▶ _Work item_: Copy out all lines of the material below in which "second" occurs.
Top of Working data
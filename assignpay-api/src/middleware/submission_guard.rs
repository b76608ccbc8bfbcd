/// Single-submission guard for the submission endpoint
///
/// A user may have at most one submission in flight. While a `POST
/// /v1/assignment-submission` from a user is being processed, further
/// submissions from the same user are refused with `409 Conflict` instead of
/// racing a second pair of inserts.
///
/// State lives in process memory ([`InFlightRegistry`]), keyed by user ID.
/// A claim is released when the [`SubmissionClaim`] is dropped, so it is
/// released whatever the handler returns.
///
/// # Example
///
/// ```no_run
/// use assignpay_api::middleware::submission_guard::InFlightRegistry;
/// use uuid::Uuid;
///
/// let registry = InFlightRegistry::default();
/// let user = Uuid::new_v4();
///
/// let claim = registry.try_claim(user).expect("first claim succeeds");
/// assert!(registry.try_claim(user).is_none());
/// drop(claim);
/// assert!(registry.try_claim(user).is_some());
/// ```

use crate::app::AppState;
use crate::error::ApiError;
use assignpay_shared::auth::middleware::AuthContext;
use axum::{
    extract::{Extension, Request, State},
    middleware::Next,
    response::Response,
};
use std::collections::HashSet;
use std::sync::{Arc, Mutex};
use uuid::Uuid;

/// Message returned when a second submission arrives mid-flight
pub const ALREADY_IN_FLIGHT_MESSAGE: &str = "A submission is already in progress";

/// Users with a submission currently being processed
#[derive(Debug, Clone, Default)]
pub struct InFlightRegistry {
    users: Arc<Mutex<HashSet<Uuid>>>,
}

impl InFlightRegistry {
    /// Claims the user's slot, or returns None if it is taken
    pub fn try_claim(&self, user_id: Uuid) -> Option<SubmissionClaim> {
        let mut users = self.users.lock().ok()?;
        if !users.insert(user_id) {
            return None;
        }

        Some(SubmissionClaim {
            registry: self.clone(),
            user_id,
        })
    }

    pub fn is_claimed(&self, user_id: Uuid) -> bool {
        self.users
            .lock()
            .map(|users| users.contains(&user_id))
            .unwrap_or(false)
    }

    fn release(&self, user_id: Uuid) {
        if let Ok(mut users) = self.users.lock() {
            users.remove(&user_id);
        }
    }
}

/// Held for the duration of one submission
#[derive(Debug)]
pub struct SubmissionClaim {
    registry: InFlightRegistry,
    user_id: Uuid,
}

impl Drop for SubmissionClaim {
    fn drop(&mut self) {
        self.registry.release(self.user_id);
    }
}

/// Middleware refusing concurrent submissions from the same user
///
/// Must run after JWT authentication (needs [`AuthContext`]).
pub async fn single_submission_layer(
    State(state): State<AppState>,
    Extension(auth): Extension<AuthContext>,
    req: Request,
    next: Next,
) -> Result<Response, ApiError> {
    let _claim = state.in_flight.try_claim(auth.user_id()).ok_or_else(|| {
        tracing::warn!(user_id = %auth.user_id(), "Rejected concurrent submission");
        ApiError::Conflict(ALREADY_IN_FLIGHT_MESSAGE.to_string())
    })?;

    Ok(next.run(req).await)
}
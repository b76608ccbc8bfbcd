/// Authentication and session utilities
///
/// # Modules
///
/// - [`password`]: Argon2id password hashing and strength checks
/// - [`jwt`]: access/refresh token generation and validation
/// - [`identity`]: sign-up, password sign-in and session lookup
/// - [`session`]: the session value, session providers and the session gate
/// - [`middleware`]: bearer-token extraction for Axum handlers
///
/// # Example
///
/// ```no_run
/// use assignpay_shared::auth::password::{hash_password, verify_password};
/// use assignpay_shared::auth::jwt::{create_token, validate_token, Claims, TokenType};
/// use assignpay_shared::models::user::UserType;
/// use uuid::Uuid;
///
/// # fn example() -> Result<(), Box<dyn std::error::Error>> {
/// let hash = hash_password("user_password1")?;
/// assert!(verify_password("user_password1", &hash)?);
///
/// let claims = Claims::new(Uuid::new_v4(), "student@example.com", None, UserType::User, TokenType::Access);
/// let token = create_token(&claims, "secret-key-at-least-32-bytes-long!!")?;
/// validate_token(&token, "secret-key-at-least-32-bytes-long!!")?;
/// # Ok(())
/// # }
/// ```

pub mod identity;
pub mod jwt;
pub mod middleware;
pub mod password;
pub mod session;
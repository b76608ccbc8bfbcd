/// In-memory store for tests and database-less local runs
///
/// Mirrors the PostgreSQL constraints that matter to the workflow: unique
/// case-insensitive emails, the payment → assignment foreign key, and the
/// `NUMERIC(10, 2) CHECK (amount > 0)` payment amount (rounded to cents,
/// rejected when not positive or out of range). Writes
/// can be made to fail on demand through [`FailurePlan`], and every write
/// attempt is appended to an operation log so tests can assert ordering.
///
/// # Example
///
/// ```
/// use assignpay_shared::store::memory::{FailurePlan, MemoryStore, StoreOp};
///
/// let store = MemoryStore::new();
/// store.set_failures(FailurePlan {
///     fail_payment_insert: true,
///     ..Default::default()
/// });
/// assert!(store.operations().is_empty());
/// ```

use async_trait::async_trait;
use rust_decimal::{Decimal, RoundingStrategy};
use std::collections::HashMap;
use std::sync::{Mutex, MutexGuard};
use uuid::Uuid;

use super::{StoreError, SubmissionStore, UserStore};
use crate::models::assignment::{Assignment, CreateAssignment};
use crate::models::payment::{max_amount, CreatePayment, Payment};
use crate::models::user::{CreateUser, User};

/// Which writes should fail
#[derive(Debug, Clone, Copy, Default, PartialEq, Eq)]
pub struct FailurePlan {
    pub fail_assignment_insert: bool,
    pub fail_payment_insert: bool,
    pub fail_assignment_delete: bool,
}

/// A write attempt, recorded whether or not it succeeded
#[derive(Debug, Clone, PartialEq, Eq)]
pub enum StoreOp {
    InsertAssignment { title: String },
    InsertPayment { assignment_id: Uuid, transaction_id: String },
    DeleteAssignment { id: Uuid },
}

#[derive(Debug, Default)]
struct Tables {
    users: HashMap<Uuid, User>,
    assignments: Vec<Assignment>,
    payments: Vec<Payment>,
    operations: Vec<StoreOp>,
    failures: FailurePlan,
}

/// Process-local store implementing both store traits
#[derive(Debug, Default)]
pub struct MemoryStore {
    tables: Mutex<Tables>,
}

impl MemoryStore {
    pub fn new() -> Self {
        Self::default()
    }

    /// Replaces the failure plan for subsequent writes
    pub fn set_failures(&self, plan: FailurePlan) {
        if let Ok(mut tables) = self.tables.lock() {
            tables.failures = plan;
        }
    }

    /// Every write attempted so far, in order
    pub fn operations(&self) -> Vec<StoreOp> {
        self.tables
            .lock()
            .map(|t| t.operations.clone())
            .unwrap_or_default()
    }

    /// Snapshot of the `assignments` table
    pub fn assignments(&self) -> Vec<Assignment> {
        self.tables
            .lock()
            .map(|t| t.assignments.clone())
            .unwrap_or_default()
    }

    /// Snapshot of the `payments` table
    pub fn payments(&self) -> Vec<Payment> {
        self.tables
            .lock()
            .map(|t| t.payments.clone())
            .unwrap_or_default()
    }

    fn lock(&self) -> Result<MutexGuard<'_, Tables>, StoreError> {
        self.tables
            .lock()
            .map_err(|_| StoreError::Backend("memory store lock poisoned".to_string()))
    }
}

fn newest_first<T, F>(mut rows: Vec<T>, created_at: F) -> Vec<T>
where
    F: Fn(&T) -> chrono::DateTime<chrono::Utc>,
{
    rows.sort_by(|a, b| created_at(b).cmp(&created_at(a)));
    rows
}

#[async_trait]
impl SubmissionStore for MemoryStore {
    async fn insert_assignment(&self, data: CreateAssignment) -> Result<Assignment, StoreError> {
        let mut tables = self.lock()?;
        tables.operations.push(StoreOp::InsertAssignment {
            title: data.title.clone(),
        });

        if tables.failures.fail_assignment_insert {
            return Err(StoreError::Backend("simulated assignment insert failure".to_string()));
        }
        if data.title.is_empty() {
            return Err(StoreError::Constraint("assignments_title_check".to_string()));
        }

        let assignment = Assignment::from_create(data);
        tables.assignments.push(assignment.clone());
        Ok(assignment)
    }

    async fn insert_payment(&self, mut data: CreatePayment) -> Result<Payment, StoreError> {
        let mut tables = self.lock()?;
        tables.operations.push(StoreOp::InsertPayment {
            assignment_id: data.assignment_id,
            transaction_id: data.transaction_id.clone(),
        });

        if tables.failures.fail_payment_insert {
            return Err(StoreError::Backend("simulated payment insert failure".to_string()));
        }
        if !tables.assignments.iter().any(|a| a.id == data.assignment_id) {
            return Err(StoreError::Constraint(
                "payments_assignment_id_fkey".to_string(),
            ));
        }

        data.amount = data
            .amount
            .round_dp_with_strategy(2, RoundingStrategy::MidpointAwayFromZero);
        if data.amount > max_amount() {
            return Err(StoreError::Backend("numeric field overflow".to_string()));
        }
        if data.amount <= Decimal::ZERO {
            return Err(StoreError::Constraint("payments_amount_check".to_string()));
        }

        let payment = Payment::from_create(data);
        tables.payments.push(payment.clone());
        Ok(payment)
    }

    async fn delete_assignment(&self, id: Uuid) -> Result<bool, StoreError> {
        let mut tables = self.lock()?;
        tables.operations.push(StoreOp::DeleteAssignment { id });

        if tables.failures.fail_assignment_delete {
            return Err(StoreError::Backend("simulated assignment delete failure".to_string()));
        }

        let before = tables.assignments.len();
        tables.assignments.retain(|a| a.id != id);
        // ON DELETE CASCADE
        tables.payments.retain(|p| p.assignment_id != id);
        Ok(tables.assignments.len() < before)
    }

    async fn find_assignment(&self, id: Uuid) -> Result<Option<Assignment>, StoreError> {
        let tables = self.lock()?;
        Ok(tables.assignments.iter().find(|a| a.id == id).cloned())
    }

    async fn list_assignments(&self, user_id: Uuid) -> Result<Vec<Assignment>, StoreError> {
        let tables = self.lock()?;
        let rows = tables
            .assignments
            .iter()
            .filter(|a| a.user_id == user_id)
            .cloned()
            .collect();
        Ok(newest_first(rows, |a: &Assignment| a.created_at))
    }

    async fn list_payments(&self, user_id: Uuid) -> Result<Vec<Payment>, StoreError> {
        let tables = self.lock()?;
        let rows = tables
            .payments
            .iter()
            .filter(|p| p.user_id == user_id)
            .cloned()
            .collect();
        Ok(newest_first(rows, |p: &Payment| p.created_at))
    }

    async fn list_payments_for_assignment(
        &self,
        assignment_id: Uuid,
    ) -> Result<Vec<Payment>, StoreError> {
        let tables = self.lock()?;
        Ok(tables
            .payments
            .iter()
            .filter(|p| p.assignment_id == assignment_id)
            .cloned()
            .collect())
    }

    async fn ping(&self) -> Result<(), StoreError> {
        self.lock().map(|_| ())
    }
}

#[async_trait]
impl UserStore for MemoryStore {
    async fn create_user(&self, data: CreateUser) -> Result<User, StoreError> {
        let mut tables = self.lock()?;

        let taken = tables
            .users
            .values()
            .any(|u| u.email.eq_ignore_ascii_case(&data.email));
        if taken {
            return Err(StoreError::Conflict("users_email_key".to_string()));
        }

        let user = User::from_create(data);
        tables.users.insert(user.id, user.clone());
        Ok(user)
    }

    async fn find_user_by_email(&self, email: &str) -> Result<Option<User>, StoreError> {
        let tables = self.lock()?;
        Ok(tables
            .users
            .values()
            .find(|u| u.email.eq_ignore_ascii_case(email))
            .cloned())
    }

    async fn find_user_by_id(&self, id: Uuid) -> Result<Option<User>, StoreError> {
        let tables = self.lock()?;
        Ok(tables.users.get(&id).cloned())
    }

    async fn touch_last_login(&self, id: Uuid) -> Result<(), StoreError> {
        let mut tables = self.lock()?;
        let user = tables
            .users
            .get_mut(&id)
            .ok_or_else(|| StoreError::NotFound(format!("user {}", id)))?;
        let now = chrono::Utc::now();
        user.last_login_at = Some(now);
        user.updated_at = now;
        Ok(())
    }
}

#[cfg(test)]
mod tests {
    use super::*;
    use crate::models::payment::{PaymentMethod, PaymentStatus};
    use crate::models::user::UserType;
    use rust_decimal::Decimal;

    fn payment_for(user_id: Uuid, assignment_id: Uuid) -> CreatePayment {
        CreatePayment {
            user_id,
            assignment_id,
            amount: Decimal::new(20, 0),
            payment_method: PaymentMethod::CreditCard,
            status: PaymentStatus::Pending,
            transaction_id: "CC-1-1".to_string(),
        }
    }

    fn new_user(email: &str) -> CreateUser {
        CreateUser {
            email: email.to_string(),
            password_hash: "hash".to_string(),
            full_name: None,
            user_type: UserType::User,
        }
    }

    #[tokio::test]
    async fn test_payment_requires_existing_assignment() {
        let store = MemoryStore::new();
        let result = store
            .insert_payment(payment_for(Uuid::new_v4(), Uuid::new_v4()))
            .await;

        assert!(matches!(result, Err(StoreError::Constraint(_))));
        assert!(store.payments().is_empty());
    }

    #[tokio::test]
    async fn test_payment_amount_constraint() {
        let store = MemoryStore::new();
        let user_id = Uuid::new_v4();
        let assignment = store
            .insert_assignment(CreateAssignment::submitted(user_id, "Essay 1"))
            .await
            .unwrap();

        for (amount, constraint) in [
            (Decimal::ZERO, "payments_amount_check"),
            (Decimal::new(-1, 0), "payments_amount_check"),
            (Decimal::new(1, 3), "payments_amount_check"),
        ] {
            let result = store
                .insert_payment(CreatePayment {
                    amount,
                    ..payment_for(user_id, assignment.id)
                })
                .await;
            assert_eq!(result, Err(StoreError::Constraint(constraint.to_string())));
        }

        let result = store
            .insert_payment(CreatePayment {
                amount: Decimal::new(100_000_000, 0),
                ..payment_for(user_id, assignment.id)
            })
            .await;
        assert!(matches!(result, Err(StoreError::Backend(_))));
        assert!(store.payments().is_empty());

        let stored = store
            .insert_payment(CreatePayment {
                amount: Decimal::new(12345, 3),
                ..payment_for(user_id, assignment.id)
            })
            .await
            .unwrap();
        assert_eq!(stored.amount, Decimal::new(1235, 2));
    }

    #[tokio::test]
    async fn test_delete_cascades_to_payments() {
        let store = MemoryStore::new();
        let user_id = Uuid::new_v4();
        let assignment = store
            .insert_assignment(CreateAssignment::submitted(user_id, "Essay 1"))
            .await
            .unwrap();
        store
            .insert_payment(payment_for(user_id, assignment.id))
            .await
            .unwrap();

        assert!(store.delete_assignment(assignment.id).await.unwrap());
        assert!(store.assignments().is_empty());
        assert!(store.payments().is_empty());
        assert!(!store.delete_assignment(assignment.id).await.unwrap());
    }

    #[tokio::test]
    async fn test_failure_plan_records_attempt() {
        let store = MemoryStore::new();
        store.set_failures(FailurePlan {
            fail_assignment_insert: true,
            ..Default::default()
        });

        let result = store
            .insert_assignment(CreateAssignment::submitted(Uuid::new_v4(), "Essay 1"))
            .await;

        assert!(matches!(result, Err(StoreError::Backend(_))));
        assert_eq!(
            store.operations(),
            vec![StoreOp::InsertAssignment {
                title: "Essay 1".to_string()
            }]
        );
        assert!(store.assignments().is_empty());
    }

    #[tokio::test]
    async fn test_lists_are_scoped_to_owner() {
        let store = MemoryStore::new();
        let alice = Uuid::new_v4();
        let bob = Uuid::new_v4();

        store
            .insert_assignment(CreateAssignment::submitted(alice, "Essay 1"))
            .await
            .unwrap();
        store
            .insert_assignment(CreateAssignment::submitted(bob, "Lab report"))
            .await
            .unwrap();

        let mine = store.list_assignments(alice).await.unwrap();
        assert_eq!(mine.len(), 1);
        assert_eq!(mine[0].title, "Essay 1");
    }

    #[tokio::test]
    async fn test_duplicate_email_is_case_insensitive() {
        let store = MemoryStore::new();
        store.create_user(new_user("Student@Example.com")).await.unwrap();

        let result = store.create_user(new_user("student@example.com")).await;
        assert!(matches!(result, Err(StoreError::Conflict(_))));

        let found = store.find_user_by_email("STUDENT@example.com").await.unwrap();
        assert!(found.is_some());
    }

    #[tokio::test]
    async fn test_touch_last_login() {
        let store = MemoryStore::new();
        let user = store.create_user(new_user("a@example.com")).await.unwrap();

        store.touch_last_login(user.id).await.unwrap();

        let reloaded = store.find_user_by_id(user.id).await.unwrap().unwrap();
        assert!(reloaded.last_login_at.is_some());
        assert!(store.touch_last_login(Uuid::new_v4()).await.is_err());
    }
}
Bottom of Working data
▶ _Output_:
/// racing a second pair of inserts.
/// Message returned when a second submission arrives mid-flight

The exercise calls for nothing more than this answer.